The Commission has also been castigated for only pursuing those complaints that fit its particular ideological agenda. Thus, complaints about hate speech expressed by certain people are vigorously pursued, yet complaints such as that against Abou Hammad Sulaiman al-Hayiti are not. The complaint against Al-Hayiti was brought by  Candian blogger named Marc Lebuis, who argued that his book, published online, exposed gays, Jews, non-Muslims women and other identifiable groups to ‘hatred or contempt’. The CHRC declined to pursue the complaint, stating that Al-Hayiti’s comments did not meet the criteria for promoting hatred. Yet a similar complaint against a Christian pastor Stephen Boissoin was successfully pursued by the Alberta Human Rights Commission and resulted in an order that he refrain from publishing any further disparaging remarks about homosexuals. At the very least, this illustrates the difficult, and ultimately subjective, task of defining what qualifies as hate speech.

It is precisely this subjective nature that calls into question the validity of hate speech prosecutions. Even if the private members bill succeeds in abolishing s13, Canada is one of the few countries (in common with the United Kingdom) that has legislated against hate speech, so prosecutions could still be brought under the criminal law. S319.2 of the Canadian Criminal Code prohibits the wilful promotion of hatred against an identifiable group, an offence which attracts a maximum sentence of up to two years imprisonment. Although prosecutions under s319.2 would at least attract all the normal due process protections and be subject to the criminal laws of evidence, it is still doubtful if such a draconian attack on free speech can be justified.

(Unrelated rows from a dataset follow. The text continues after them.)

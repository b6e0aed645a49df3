//! Frame clock with a pluggable monotonic time source

use std::cell::Cell;
use std::rc::Rc;

/// Monotonic time in seconds
pub trait TimeSource {
    fn now_secs(&self) -> f64;
}

/// Hand-driven time source for tests and headless runs
///
/// Clones share the same underlying time, so a probe kept by the caller can
/// advance the clock owned by a mounted canvas.
#[derive(Debug, Clone, Default)]
pub struct ManualTime {
    now: Rc<Cell<f64>>,
}

impl ManualTime {
    pub fn new() -> Self {
        Self::default()
    }

    pub fn set(&self, secs: f64) {
        self.now.set(secs);
    }

    pub fn advance(&self, secs: f64) {
        self.now.set(self.now.get() + secs);
    }
}

impl TimeSource for ManualTime {
    fn now_secs(&self) -> f64 {
        self.now.get()
    }
}

/// Per-frame delta and elapsed time
///
/// The clock starts on the first call to [`Clock::delta`], which returns 0.
/// Later deltas are never negative even if the source steps backwards.
#[derive(Debug)]
pub struct Clock<T> {
    source: T,
    running: bool,
    last: f64,
    elapsed: f64,
}

impl<T: TimeSource> Clock<T> {
    pub fn new(source: T) -> Self {
        Self {
            source,
            running: false,
            last: 0.0,
            elapsed: 0.0,
        }
    }

    /// Restart the clock from the current time
    pub fn start(&mut self) {
        self.last = self.source.now_secs();
        self.elapsed = 0.0;
        self.running = true;
    }

    pub fn stop(&mut self) {
        self.running = false;
    }

    pub fn is_running(&self) -> bool {
        self.running
    }

    /// Seconds since the previous call
    pub fn delta(&mut self) -> f64 {
        if !self.running {
            self.start();
            return 0.0;
        }

        let now = self.source.now_secs();
        let delta = now - self.last;
        self.last = now;

        let delta = if delta.is_finite() { delta.max(0.0) } else { 0.0 };
        self.elapsed += delta;
        delta
    }

    /// Sum of all deltas since the clock started
    pub fn elapsed(&self) -> f64 {
        self.elapsed
    }

    pub fn source(&self) -> &T {
        &self.source
    }
}

#[cfg(test)]
mod tests {
    use super::*;

    #[test]
    fn test_first_delta_is_zero() {
        let time = ManualTime::new();
        time.set(12.5);
        let mut clock = Clock::new(time.clone());

        assert_eq!(clock.delta(), 0.0);
        assert!(clock.is_running());

        time.advance(0.25);
        assert!((clock.delta() - 0.25).abs() < 1e-12);
        assert!((clock.elapsed() - 0.25).abs() < 1e-12);
    }

    #[test]
    fn test_backwards_time_clamps_to_zero() {
        let time = ManualTime::new();
        let mut clock = Clock::new(time.clone());
        clock.delta();

        time.advance(1.0);
        clock.delta();
        time.set(0.5);

        assert_eq!(clock.delta(), 0.0);
        assert!((clock.elapsed() - 1.0).abs() < 1e-12);
    }

    #[test]
    fn test_restart_resets_elapsed() {
        let time = ManualTime::new();
        let mut clock = Clock::new(time.clone());
        clock.delta();
        time.advance(3.0);
        clock.delta();

        clock.start();
        assert_eq!(clock.elapsed(), 0.0);
        time.advance(0.5);
        assert!((clock.delta() - 0.5).abs() < 1e-12);
    }
}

It is perhaps unfortunate that the argument in Canada has been hijacked by some pretty extreme right wing groups. Indeed, Jonathan Kay wrote in the National Post that “Canada‘s human-rights censors have managed a seemingly impossible task: They’ve found a way to rehabilitate the image of neo-Nazis, transforming them from odious dirtbags into principled free-speech martyrs.” There’s a danger that the high profile involvement of the extreme right could lead to the debate being dismissed altogether. However, a careful consideration of the more measured responses, such as that given by the Canadian Civil Liberties Association (who intervened in Lemire), shows its time for a serious rethink on hate speech.

The question needs to be asked: should we ever prosecute hate speech? Although some free speech purist may argue that the answer to this question is a resounding ‘no’, most would agree that there are certain circumstances where prosecution is warranted. However, these circumstance need to be narrowly defined, and restricted only to situations where hate speech causes actual, identifiable harm such as where it is directly inciting violence. If hate speech is not causing particular, identifiable harm then we should tolerate it in the name of freedom of expression.

That doesn’t mean we shouldn’t be trying to tackle hate speech in some way, but the answer isn’t censorship it’s more speech. Allowing these views to be expressed also allows people to challenge them, and expose them for what they are. It is also important that work continues to redress the imbalances of power against vulnerable groups in society; in a more equal society such groups would be better placed to challenge any hate speech without having to use prosecution to do so. Prosecutions are not only an infringement on freedom of expression, they are counter productive. As the situation in Canada has illustrated, hate speech prosecutions backfire providing a platform for the views expressed and allowing those accused of hate speech to play the martyr. Furthermore, the subjective nature of hate speech is vulnerable to bias which can result in hate speech laws proliferating discrimination and prejudice, the very antithesis of the intention behind them.

Noam Chomsky said it best when he said, “If we don’t believe in freedom of expression for people we despise, we don’t believe in it at all.” The views expressed may be odious, unpleasant, and contemptible but allowing them to be expressed is the price we pay for true freedom of expression, and it is a price worth paying.